> _DIRECTIONS FOR THIS TASK_
Look through the records below and collect all lines that hold the string "without".

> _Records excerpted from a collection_
• • • • • • •
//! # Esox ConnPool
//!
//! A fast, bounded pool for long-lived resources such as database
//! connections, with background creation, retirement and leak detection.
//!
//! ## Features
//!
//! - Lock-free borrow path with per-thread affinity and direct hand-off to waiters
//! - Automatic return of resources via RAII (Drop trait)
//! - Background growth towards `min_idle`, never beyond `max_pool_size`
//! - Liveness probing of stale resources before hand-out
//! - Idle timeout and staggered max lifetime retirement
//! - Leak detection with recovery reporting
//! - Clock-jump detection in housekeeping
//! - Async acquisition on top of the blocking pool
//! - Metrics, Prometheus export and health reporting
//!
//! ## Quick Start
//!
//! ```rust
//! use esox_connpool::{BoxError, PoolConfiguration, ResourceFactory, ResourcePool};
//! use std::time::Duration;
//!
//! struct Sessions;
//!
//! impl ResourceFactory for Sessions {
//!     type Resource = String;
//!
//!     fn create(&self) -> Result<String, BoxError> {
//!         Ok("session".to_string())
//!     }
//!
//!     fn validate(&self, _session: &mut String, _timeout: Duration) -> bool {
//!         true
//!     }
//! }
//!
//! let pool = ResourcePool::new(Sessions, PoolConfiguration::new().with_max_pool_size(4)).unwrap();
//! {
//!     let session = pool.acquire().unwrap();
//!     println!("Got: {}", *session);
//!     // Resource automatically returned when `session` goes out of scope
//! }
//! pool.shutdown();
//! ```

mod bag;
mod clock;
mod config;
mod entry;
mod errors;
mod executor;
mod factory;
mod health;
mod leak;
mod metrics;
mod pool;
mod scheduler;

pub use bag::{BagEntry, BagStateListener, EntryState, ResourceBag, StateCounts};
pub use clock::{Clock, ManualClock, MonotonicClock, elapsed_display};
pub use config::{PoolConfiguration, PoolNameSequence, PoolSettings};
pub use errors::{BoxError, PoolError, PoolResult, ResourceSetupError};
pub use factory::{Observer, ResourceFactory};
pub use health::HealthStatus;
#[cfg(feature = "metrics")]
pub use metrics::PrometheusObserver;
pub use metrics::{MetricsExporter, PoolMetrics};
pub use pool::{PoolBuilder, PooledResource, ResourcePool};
• • • • • • •
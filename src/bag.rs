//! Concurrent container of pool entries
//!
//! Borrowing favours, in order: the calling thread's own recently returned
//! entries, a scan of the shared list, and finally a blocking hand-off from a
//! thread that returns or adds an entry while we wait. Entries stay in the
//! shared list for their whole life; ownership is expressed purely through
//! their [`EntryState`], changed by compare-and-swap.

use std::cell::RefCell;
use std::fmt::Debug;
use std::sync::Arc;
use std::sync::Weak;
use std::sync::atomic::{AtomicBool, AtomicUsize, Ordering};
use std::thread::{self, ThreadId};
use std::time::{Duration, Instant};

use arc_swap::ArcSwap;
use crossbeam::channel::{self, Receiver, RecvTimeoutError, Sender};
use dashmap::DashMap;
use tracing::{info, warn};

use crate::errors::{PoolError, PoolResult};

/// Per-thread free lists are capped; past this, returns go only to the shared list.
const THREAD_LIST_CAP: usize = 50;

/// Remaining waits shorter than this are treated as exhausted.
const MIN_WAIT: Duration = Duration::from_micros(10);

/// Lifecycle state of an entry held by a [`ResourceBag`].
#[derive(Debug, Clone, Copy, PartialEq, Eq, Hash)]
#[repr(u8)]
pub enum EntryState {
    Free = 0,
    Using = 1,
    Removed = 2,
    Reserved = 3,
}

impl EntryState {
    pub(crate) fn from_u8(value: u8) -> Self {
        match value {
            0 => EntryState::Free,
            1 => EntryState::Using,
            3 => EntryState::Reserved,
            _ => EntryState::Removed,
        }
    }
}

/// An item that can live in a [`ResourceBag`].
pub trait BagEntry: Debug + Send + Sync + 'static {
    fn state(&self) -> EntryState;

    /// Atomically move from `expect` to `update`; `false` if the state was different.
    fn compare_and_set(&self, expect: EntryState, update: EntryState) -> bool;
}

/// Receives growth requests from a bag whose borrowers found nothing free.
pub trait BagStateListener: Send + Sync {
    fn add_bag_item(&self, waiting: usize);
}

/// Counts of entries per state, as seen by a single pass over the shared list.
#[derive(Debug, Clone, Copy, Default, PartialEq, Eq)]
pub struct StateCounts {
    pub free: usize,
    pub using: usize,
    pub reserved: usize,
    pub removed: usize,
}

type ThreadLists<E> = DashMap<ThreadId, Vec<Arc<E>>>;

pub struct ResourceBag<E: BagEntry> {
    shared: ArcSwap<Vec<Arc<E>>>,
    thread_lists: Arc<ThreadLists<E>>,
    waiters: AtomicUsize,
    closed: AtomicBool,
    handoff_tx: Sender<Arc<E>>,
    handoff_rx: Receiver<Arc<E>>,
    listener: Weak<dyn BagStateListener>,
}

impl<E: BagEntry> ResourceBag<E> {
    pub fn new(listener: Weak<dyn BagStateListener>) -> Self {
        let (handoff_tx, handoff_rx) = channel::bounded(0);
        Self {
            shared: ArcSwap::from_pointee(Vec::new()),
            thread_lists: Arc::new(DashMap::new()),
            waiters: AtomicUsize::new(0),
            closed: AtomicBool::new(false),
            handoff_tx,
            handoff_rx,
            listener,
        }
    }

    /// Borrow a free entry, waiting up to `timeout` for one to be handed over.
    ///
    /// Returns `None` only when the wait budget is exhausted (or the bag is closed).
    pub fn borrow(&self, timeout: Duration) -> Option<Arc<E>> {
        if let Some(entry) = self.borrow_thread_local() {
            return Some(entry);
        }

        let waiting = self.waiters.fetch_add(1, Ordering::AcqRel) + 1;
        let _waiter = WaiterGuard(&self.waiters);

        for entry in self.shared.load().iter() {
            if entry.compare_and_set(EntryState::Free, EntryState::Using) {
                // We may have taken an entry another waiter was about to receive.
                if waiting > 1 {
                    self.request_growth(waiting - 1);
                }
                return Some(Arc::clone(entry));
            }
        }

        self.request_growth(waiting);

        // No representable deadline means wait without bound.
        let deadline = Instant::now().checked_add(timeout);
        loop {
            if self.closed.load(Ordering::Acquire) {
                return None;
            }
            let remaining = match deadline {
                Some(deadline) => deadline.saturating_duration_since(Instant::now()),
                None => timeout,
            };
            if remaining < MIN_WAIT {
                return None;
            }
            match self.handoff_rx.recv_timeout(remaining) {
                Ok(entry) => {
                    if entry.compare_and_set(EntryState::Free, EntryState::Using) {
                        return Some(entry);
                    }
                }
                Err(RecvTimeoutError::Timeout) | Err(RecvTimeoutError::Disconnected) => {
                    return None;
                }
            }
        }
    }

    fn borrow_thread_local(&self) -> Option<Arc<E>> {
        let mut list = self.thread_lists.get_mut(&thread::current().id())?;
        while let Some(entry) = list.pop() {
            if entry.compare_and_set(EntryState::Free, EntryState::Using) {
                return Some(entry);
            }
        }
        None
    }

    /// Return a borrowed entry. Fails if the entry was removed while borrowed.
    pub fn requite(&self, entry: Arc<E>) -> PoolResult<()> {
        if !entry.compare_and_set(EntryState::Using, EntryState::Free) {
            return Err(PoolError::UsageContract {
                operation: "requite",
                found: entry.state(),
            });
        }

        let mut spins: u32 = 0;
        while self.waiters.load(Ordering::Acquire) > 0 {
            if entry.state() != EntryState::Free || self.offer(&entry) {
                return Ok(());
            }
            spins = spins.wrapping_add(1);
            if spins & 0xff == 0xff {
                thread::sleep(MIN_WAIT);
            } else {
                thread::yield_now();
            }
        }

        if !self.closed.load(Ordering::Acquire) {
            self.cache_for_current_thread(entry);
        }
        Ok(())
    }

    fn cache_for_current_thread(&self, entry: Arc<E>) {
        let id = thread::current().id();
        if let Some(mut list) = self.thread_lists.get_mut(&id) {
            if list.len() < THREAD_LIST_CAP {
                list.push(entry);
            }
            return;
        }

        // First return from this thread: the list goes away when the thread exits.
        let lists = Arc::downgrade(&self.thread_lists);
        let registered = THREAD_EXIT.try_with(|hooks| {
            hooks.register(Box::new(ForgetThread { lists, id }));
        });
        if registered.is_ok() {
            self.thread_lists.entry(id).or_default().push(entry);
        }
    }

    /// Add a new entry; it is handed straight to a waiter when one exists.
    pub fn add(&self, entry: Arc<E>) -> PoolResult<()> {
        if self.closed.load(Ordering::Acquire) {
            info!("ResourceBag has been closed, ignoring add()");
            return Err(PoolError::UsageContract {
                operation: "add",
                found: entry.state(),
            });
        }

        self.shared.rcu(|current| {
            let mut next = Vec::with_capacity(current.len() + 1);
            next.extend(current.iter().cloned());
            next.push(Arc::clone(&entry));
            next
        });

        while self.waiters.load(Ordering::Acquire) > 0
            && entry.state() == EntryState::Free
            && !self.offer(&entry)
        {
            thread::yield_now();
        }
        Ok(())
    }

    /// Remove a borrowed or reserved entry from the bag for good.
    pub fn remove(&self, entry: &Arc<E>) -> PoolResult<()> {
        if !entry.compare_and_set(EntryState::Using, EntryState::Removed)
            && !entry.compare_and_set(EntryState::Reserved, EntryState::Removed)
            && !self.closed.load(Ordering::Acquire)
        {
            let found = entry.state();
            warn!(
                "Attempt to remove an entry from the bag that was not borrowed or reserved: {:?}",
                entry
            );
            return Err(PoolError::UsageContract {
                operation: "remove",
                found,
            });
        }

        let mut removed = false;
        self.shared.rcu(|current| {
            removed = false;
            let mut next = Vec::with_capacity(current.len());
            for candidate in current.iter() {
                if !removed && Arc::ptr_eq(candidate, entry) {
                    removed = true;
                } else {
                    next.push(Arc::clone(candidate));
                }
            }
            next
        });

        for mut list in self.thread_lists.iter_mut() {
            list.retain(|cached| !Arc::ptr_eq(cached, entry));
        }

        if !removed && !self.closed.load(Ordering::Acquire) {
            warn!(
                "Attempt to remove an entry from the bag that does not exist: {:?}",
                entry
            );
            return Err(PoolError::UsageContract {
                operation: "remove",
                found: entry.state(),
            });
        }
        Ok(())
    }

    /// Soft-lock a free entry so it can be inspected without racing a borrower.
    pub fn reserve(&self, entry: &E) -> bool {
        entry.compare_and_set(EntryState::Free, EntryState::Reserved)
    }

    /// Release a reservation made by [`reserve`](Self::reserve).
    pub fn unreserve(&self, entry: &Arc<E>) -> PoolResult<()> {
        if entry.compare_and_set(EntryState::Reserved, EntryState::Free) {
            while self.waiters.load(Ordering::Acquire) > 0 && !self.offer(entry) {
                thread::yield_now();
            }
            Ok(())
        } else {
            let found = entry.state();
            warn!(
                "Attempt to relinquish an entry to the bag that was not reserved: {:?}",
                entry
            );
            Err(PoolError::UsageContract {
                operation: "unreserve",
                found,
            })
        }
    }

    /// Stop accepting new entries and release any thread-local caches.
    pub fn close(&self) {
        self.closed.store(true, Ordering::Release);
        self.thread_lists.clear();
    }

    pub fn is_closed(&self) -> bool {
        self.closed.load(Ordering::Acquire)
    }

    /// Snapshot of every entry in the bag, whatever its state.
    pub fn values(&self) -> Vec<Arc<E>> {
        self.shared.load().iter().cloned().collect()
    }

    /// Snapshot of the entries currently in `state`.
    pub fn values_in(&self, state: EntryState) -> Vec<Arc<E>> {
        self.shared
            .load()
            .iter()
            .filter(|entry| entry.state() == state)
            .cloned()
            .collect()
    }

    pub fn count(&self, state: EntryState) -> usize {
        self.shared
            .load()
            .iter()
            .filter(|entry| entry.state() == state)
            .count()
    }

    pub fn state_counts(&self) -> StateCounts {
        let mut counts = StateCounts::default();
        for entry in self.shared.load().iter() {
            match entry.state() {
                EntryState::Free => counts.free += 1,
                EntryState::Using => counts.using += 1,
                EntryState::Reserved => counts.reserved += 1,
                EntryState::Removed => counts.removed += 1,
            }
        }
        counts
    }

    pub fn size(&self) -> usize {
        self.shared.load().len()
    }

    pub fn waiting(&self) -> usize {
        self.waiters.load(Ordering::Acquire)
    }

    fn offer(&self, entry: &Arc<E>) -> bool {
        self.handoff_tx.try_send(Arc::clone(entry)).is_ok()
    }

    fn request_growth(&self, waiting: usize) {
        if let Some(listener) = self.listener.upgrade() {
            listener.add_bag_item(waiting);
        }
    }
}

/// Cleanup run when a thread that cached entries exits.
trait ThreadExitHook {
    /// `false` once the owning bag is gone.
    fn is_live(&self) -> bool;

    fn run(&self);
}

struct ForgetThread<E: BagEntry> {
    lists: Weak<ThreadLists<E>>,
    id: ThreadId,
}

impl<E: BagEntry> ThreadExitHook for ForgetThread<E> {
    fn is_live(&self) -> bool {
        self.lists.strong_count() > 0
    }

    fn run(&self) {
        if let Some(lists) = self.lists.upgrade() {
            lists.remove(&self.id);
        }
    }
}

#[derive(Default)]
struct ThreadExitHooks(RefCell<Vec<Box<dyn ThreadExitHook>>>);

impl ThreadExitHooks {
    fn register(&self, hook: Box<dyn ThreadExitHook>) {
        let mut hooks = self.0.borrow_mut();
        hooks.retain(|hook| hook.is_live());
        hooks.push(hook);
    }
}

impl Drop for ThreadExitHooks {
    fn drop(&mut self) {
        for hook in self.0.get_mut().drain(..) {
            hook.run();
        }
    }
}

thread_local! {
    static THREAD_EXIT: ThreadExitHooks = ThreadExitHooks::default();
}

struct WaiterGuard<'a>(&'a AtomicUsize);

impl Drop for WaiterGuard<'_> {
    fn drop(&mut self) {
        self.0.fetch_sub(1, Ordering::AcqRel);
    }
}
• • • • • • •
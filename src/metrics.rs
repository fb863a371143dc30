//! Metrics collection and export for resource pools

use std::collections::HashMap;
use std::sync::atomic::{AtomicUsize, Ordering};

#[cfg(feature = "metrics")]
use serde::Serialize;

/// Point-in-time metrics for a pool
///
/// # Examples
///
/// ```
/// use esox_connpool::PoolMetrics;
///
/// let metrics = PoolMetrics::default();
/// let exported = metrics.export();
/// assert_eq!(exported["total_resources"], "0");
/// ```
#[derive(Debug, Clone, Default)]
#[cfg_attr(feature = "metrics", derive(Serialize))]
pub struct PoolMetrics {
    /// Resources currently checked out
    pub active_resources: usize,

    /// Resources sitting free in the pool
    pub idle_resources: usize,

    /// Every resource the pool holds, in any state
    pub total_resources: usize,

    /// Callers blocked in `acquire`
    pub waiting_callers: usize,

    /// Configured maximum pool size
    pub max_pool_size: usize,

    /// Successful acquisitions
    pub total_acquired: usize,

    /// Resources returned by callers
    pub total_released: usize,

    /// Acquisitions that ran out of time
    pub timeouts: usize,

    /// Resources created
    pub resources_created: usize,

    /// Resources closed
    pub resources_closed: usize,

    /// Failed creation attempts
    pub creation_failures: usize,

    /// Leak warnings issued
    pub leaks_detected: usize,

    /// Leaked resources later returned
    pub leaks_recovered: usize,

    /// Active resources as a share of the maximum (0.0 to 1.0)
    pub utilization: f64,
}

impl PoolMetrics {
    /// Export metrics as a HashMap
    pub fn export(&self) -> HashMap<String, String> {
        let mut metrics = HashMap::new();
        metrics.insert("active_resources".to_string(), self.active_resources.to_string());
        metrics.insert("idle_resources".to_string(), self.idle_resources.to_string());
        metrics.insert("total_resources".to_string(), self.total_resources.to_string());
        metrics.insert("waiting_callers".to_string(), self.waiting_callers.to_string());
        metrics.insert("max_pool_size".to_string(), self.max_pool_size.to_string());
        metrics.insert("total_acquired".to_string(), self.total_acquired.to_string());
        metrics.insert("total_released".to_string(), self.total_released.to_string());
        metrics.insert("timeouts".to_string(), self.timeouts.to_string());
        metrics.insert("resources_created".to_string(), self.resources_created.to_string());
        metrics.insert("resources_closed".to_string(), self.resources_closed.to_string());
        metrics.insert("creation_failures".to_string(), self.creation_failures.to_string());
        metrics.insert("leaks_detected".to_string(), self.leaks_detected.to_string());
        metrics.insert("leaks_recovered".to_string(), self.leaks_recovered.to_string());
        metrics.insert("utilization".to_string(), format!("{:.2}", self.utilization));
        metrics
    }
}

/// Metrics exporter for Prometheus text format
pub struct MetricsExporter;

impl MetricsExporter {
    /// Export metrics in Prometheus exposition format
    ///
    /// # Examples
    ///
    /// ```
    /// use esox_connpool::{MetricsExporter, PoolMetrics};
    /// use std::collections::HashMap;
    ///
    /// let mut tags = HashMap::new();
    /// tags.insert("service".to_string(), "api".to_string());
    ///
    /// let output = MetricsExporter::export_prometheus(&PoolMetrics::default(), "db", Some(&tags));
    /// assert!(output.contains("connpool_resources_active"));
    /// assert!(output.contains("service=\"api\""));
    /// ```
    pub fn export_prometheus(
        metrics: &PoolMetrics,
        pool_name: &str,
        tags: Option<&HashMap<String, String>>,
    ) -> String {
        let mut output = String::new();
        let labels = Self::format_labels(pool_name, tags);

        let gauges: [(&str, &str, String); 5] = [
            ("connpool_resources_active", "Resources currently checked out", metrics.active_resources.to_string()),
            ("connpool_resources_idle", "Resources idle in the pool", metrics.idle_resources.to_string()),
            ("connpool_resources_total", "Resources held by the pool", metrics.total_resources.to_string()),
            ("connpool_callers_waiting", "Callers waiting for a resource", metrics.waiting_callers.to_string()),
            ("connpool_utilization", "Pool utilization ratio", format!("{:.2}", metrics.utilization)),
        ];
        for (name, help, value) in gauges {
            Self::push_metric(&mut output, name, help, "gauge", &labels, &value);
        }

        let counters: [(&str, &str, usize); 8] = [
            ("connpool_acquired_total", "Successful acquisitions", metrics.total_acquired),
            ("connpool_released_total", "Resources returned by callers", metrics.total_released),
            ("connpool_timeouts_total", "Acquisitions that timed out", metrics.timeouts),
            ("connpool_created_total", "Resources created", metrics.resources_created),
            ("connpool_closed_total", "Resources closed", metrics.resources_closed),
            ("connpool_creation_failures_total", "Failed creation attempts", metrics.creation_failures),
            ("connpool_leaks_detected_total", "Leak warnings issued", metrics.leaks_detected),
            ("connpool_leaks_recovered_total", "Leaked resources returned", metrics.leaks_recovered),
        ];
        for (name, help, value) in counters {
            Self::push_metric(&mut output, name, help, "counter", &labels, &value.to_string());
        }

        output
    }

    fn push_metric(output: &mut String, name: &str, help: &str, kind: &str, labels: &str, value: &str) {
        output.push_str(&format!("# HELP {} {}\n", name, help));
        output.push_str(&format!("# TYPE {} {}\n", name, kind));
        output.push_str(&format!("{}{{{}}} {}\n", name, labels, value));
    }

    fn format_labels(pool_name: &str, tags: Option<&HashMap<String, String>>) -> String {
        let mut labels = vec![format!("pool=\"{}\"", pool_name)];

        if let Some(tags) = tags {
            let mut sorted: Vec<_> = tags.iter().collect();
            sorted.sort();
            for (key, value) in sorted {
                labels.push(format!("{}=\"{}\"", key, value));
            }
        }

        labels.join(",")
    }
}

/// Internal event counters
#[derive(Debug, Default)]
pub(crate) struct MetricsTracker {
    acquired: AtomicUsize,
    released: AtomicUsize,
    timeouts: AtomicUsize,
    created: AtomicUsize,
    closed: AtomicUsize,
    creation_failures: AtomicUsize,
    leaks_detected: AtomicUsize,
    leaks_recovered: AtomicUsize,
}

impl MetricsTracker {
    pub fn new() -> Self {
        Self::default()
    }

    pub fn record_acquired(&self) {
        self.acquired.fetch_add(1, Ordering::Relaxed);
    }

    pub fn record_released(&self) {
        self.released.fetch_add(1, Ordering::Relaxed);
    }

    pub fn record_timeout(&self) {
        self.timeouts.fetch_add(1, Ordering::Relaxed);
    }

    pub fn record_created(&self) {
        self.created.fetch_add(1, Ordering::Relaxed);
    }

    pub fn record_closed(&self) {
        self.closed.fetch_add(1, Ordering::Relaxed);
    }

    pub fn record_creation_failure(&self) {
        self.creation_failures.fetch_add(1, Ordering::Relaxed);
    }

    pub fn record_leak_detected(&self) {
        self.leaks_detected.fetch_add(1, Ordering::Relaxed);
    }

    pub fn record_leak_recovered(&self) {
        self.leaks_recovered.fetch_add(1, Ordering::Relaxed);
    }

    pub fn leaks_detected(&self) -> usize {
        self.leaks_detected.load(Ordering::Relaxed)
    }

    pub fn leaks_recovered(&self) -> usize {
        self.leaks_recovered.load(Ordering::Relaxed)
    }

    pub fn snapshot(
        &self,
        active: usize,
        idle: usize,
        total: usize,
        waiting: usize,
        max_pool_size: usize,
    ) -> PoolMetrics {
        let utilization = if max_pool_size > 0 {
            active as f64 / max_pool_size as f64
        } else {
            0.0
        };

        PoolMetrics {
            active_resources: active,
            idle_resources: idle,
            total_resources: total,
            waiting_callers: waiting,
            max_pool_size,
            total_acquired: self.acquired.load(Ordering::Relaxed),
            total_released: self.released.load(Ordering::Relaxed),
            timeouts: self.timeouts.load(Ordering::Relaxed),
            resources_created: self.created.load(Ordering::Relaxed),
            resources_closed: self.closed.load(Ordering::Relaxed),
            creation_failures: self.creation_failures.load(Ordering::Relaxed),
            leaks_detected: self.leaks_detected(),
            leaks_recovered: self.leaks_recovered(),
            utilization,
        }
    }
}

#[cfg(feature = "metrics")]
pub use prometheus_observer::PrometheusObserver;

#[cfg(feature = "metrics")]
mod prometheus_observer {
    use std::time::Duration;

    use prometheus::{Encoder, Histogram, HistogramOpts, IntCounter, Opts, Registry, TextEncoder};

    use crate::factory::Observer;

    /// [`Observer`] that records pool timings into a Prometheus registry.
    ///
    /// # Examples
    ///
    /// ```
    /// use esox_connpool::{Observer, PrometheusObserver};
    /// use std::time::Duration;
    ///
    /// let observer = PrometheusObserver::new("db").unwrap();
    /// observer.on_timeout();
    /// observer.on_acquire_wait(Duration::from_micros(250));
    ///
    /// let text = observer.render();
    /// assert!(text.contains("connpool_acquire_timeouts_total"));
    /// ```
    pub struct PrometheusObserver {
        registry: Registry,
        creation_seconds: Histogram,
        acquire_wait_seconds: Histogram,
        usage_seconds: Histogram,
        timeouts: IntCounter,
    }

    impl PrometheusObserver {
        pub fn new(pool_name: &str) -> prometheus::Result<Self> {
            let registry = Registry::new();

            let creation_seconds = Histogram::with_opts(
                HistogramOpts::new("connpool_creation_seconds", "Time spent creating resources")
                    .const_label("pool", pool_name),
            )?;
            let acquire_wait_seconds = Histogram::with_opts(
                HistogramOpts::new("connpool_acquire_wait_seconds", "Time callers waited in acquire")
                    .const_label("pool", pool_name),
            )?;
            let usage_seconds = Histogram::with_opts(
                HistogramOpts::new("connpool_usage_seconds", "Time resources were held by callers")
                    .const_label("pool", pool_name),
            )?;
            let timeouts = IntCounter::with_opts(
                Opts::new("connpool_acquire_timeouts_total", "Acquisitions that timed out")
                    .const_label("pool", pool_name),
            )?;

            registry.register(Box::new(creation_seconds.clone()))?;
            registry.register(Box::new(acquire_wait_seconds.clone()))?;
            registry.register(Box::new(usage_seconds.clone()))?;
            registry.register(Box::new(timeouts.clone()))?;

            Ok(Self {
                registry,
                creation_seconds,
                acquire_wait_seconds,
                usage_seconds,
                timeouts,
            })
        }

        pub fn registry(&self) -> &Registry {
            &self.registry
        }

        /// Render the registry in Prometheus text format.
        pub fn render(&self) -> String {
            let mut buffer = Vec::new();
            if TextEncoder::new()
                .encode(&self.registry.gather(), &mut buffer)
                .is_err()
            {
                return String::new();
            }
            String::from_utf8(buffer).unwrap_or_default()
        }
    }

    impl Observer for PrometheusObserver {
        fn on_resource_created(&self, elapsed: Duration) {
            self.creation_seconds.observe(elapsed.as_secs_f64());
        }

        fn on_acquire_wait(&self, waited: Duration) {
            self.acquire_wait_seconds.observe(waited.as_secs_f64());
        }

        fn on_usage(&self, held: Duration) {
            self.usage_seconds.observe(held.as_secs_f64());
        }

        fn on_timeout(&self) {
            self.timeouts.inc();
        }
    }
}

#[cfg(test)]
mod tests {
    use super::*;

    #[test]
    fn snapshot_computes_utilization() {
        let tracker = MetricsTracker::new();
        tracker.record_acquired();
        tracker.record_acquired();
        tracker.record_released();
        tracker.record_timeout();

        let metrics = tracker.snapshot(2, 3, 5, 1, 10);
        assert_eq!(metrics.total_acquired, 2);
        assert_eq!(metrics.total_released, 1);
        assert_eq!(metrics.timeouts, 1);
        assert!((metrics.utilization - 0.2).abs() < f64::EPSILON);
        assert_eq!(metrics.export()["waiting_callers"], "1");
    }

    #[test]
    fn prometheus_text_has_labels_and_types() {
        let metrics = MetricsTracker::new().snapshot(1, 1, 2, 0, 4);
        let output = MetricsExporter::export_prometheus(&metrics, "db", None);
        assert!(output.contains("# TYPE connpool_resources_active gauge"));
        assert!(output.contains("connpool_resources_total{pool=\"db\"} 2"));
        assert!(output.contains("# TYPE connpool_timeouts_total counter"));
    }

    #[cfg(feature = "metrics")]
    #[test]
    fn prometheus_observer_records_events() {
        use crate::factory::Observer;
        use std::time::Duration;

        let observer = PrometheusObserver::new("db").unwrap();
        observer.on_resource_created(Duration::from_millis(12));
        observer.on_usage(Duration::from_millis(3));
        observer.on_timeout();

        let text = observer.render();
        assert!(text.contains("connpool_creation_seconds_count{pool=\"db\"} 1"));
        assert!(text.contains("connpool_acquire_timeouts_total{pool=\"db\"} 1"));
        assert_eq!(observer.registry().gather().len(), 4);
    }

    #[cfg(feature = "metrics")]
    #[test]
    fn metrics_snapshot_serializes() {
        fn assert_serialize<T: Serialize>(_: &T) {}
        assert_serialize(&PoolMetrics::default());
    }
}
• • • • • • •
> _EXERCISE SOLUTION_
        // No representable deadline means wait without bound.
    /// Soft-lock a free entry so it can be inspected without racing a borrower.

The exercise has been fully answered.